You dress more casually at home than you would outside. Your
general conduct is more relaxed and you are not too
particular about the minutiae of manners. You speak more
freely, and in general, do and say things which you would not
dream of doing outside your own home.
On the other hand, when you are amongst strangers, you are
particular about your appearance: the expression on your face
is pleasant; you are scrupulous in your behavior, and think
about the way you react or reply to others.
As soon as you leave the house, you modify your behavior to
suit the place where you are. You can't compare shopping at
the local grocers's, for instance, to an interview for a new
job. And when you go to a shiur, you will not behave
in the same way as you would at a simcha. Even at the
actual simcha, you will change your expression when
you notice the camera focused on you. The more important the
position or the impressions you are creating are to you, the
more effort you will put into the public image you wish to
project.
Sometimes you have time to prepare yourself before going out.
But occasionally, there comes a time when you have to change
to another behavior mode very rapidly. You achieve an amazing
transformation with great success. Two sides of the coin. For
example:
THE SAME GIRL?
Shoshy and her sister are arguing loudly about whose turn it
is to help. Her face is red with anger and she raises her
voice shrilly. Naava gives as good as she gets, and the
verbal abuse crescendos. The phone rings. "Shoshy, it's for
you," calls a disembodied voice. Shoshy takes the phone and
recognizes the voice of her friend, Penina. "How are you,
Penina?" She smiles as she speaks. "What can I do for you?"
she asks affably. Her voice is no longer shrill and her mood
has changed dramatically. "O.K., Penina, I'll be seeing you.
Have a good day."
No sooner does she put the receiver down than Shoshy returns
to the fray. "Why should I work in the kitchen instead of you
today?" (She forgets how kindly she offered unsolicited help
to Penina only two minutes ago.) The doorbell rings. It's
Batya, Naava's friend, who wants to ask her something.
Miraculously, Naava's expression changes as she speaks to her
friend with amazing courtesy. Once again, the minute Batya
has gone, all smiles and pleasantries disappear and the two
girls get down to "business as usual."
A bystander, seeing this sharp dramatic change, might want to
capture these two apparently opposite profiles.
A HOUSE OF CHESSED
They all sing Zippora's praises. They call her the baalas
chessed. People who know her, claim that she, on her own,
is a whole institution of chessed. At lunch time each
day, she offers her assistance at various hospitals, having
heard that they are short of volunteers at that time of
day.
Zippora is quick to invite any strangers in the district who
have nowhere to go. If she knows of a family making a
simcha and in need of lodging for the guests, Zippora
immediately makes one of the rooms in her small flat
available. If there is a young woman who has just had a baby
or someone sick in the area, perhaps an infirm pensioner, or
any lost soul... Zippora is on the scene.
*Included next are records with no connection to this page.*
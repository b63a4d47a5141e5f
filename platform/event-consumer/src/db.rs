use sqlx::postgres::{PgPool, PgPoolOptions};
use std::time::Duration;

/// Initialize a connection pool for the ledger database
///
/// `DB_MAX_CONNECTIONS` and `DB_ACQUIRE_TIMEOUT_SECS` override the defaults
/// (10 connections, 3s) so tests can run with a small pool.
pub async fn init_pool(database_url: &str) -> Result<PgPool, sqlx::Error> {
    let max_connections = std::env::var("DB_MAX_CONNECTIONS")
        .ok()
        .and_then(|v| v.parse::<u32>().ok())
        .unwrap_or(10);

    let acquire_timeout_secs = std::env::var("DB_ACQUIRE_TIMEOUT_SECS")
        .ok()
        .and_then(|v| v.parse::<u64>().ok())
        .unwrap_or(3);

    PgPoolOptions::new()
        .max_connections(max_connections)
        .acquire_timeout(Duration::from_secs(acquire_timeout_secs))
        .connect(database_url)
        .await
}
Heavy shopping bags
weigh her down as she returns from buying groceries for her
disabled neighbor. She seizes every opportunity to send
delicious cakes or sumptuous nourishing meals to the needy
(at the expense of the meager family budget). And when she
hears some compliment about her charitable deeds, she glows
with pride and determines to do even more.
Every day, Zippora's children wait on the stairs for their
mother. They are tired, hungry and thirsty. Occasionally, one
of the neighbors calls them in and gives them a snack or
drink. Often, they have to wait a long time for their mother,
who has been further delayed by some act of kindness which
came her way after the hospital stint.
When the children see one of the rooms clean and tidy, they
always guess that they will be having a guest. Mother
wouldn't do this just for the sake of cleaning! Meanwhile,
the dirty laundry and mountains of ironing accumulate in the
other room. The sinks are full of unwashed dishes and there
is no sign of a cooked meal, apart from what she has prepared
for her chessed cases. Her mother-in-law actually sent
her a cleaning lady, but Zippora promptly dispatched her to a
young neighbor, saying that her need was far greater.
*
What makes people act in this ambivalent way? When it comes
to improving ourselves, we claim the obstacles are too great
and we can't change. The baalei mussar claim that
every human can draw on enormous hidden strengths to overcome
his faults. He can change within a moment from one extreme to
another, from love to hate, from anger to happiness.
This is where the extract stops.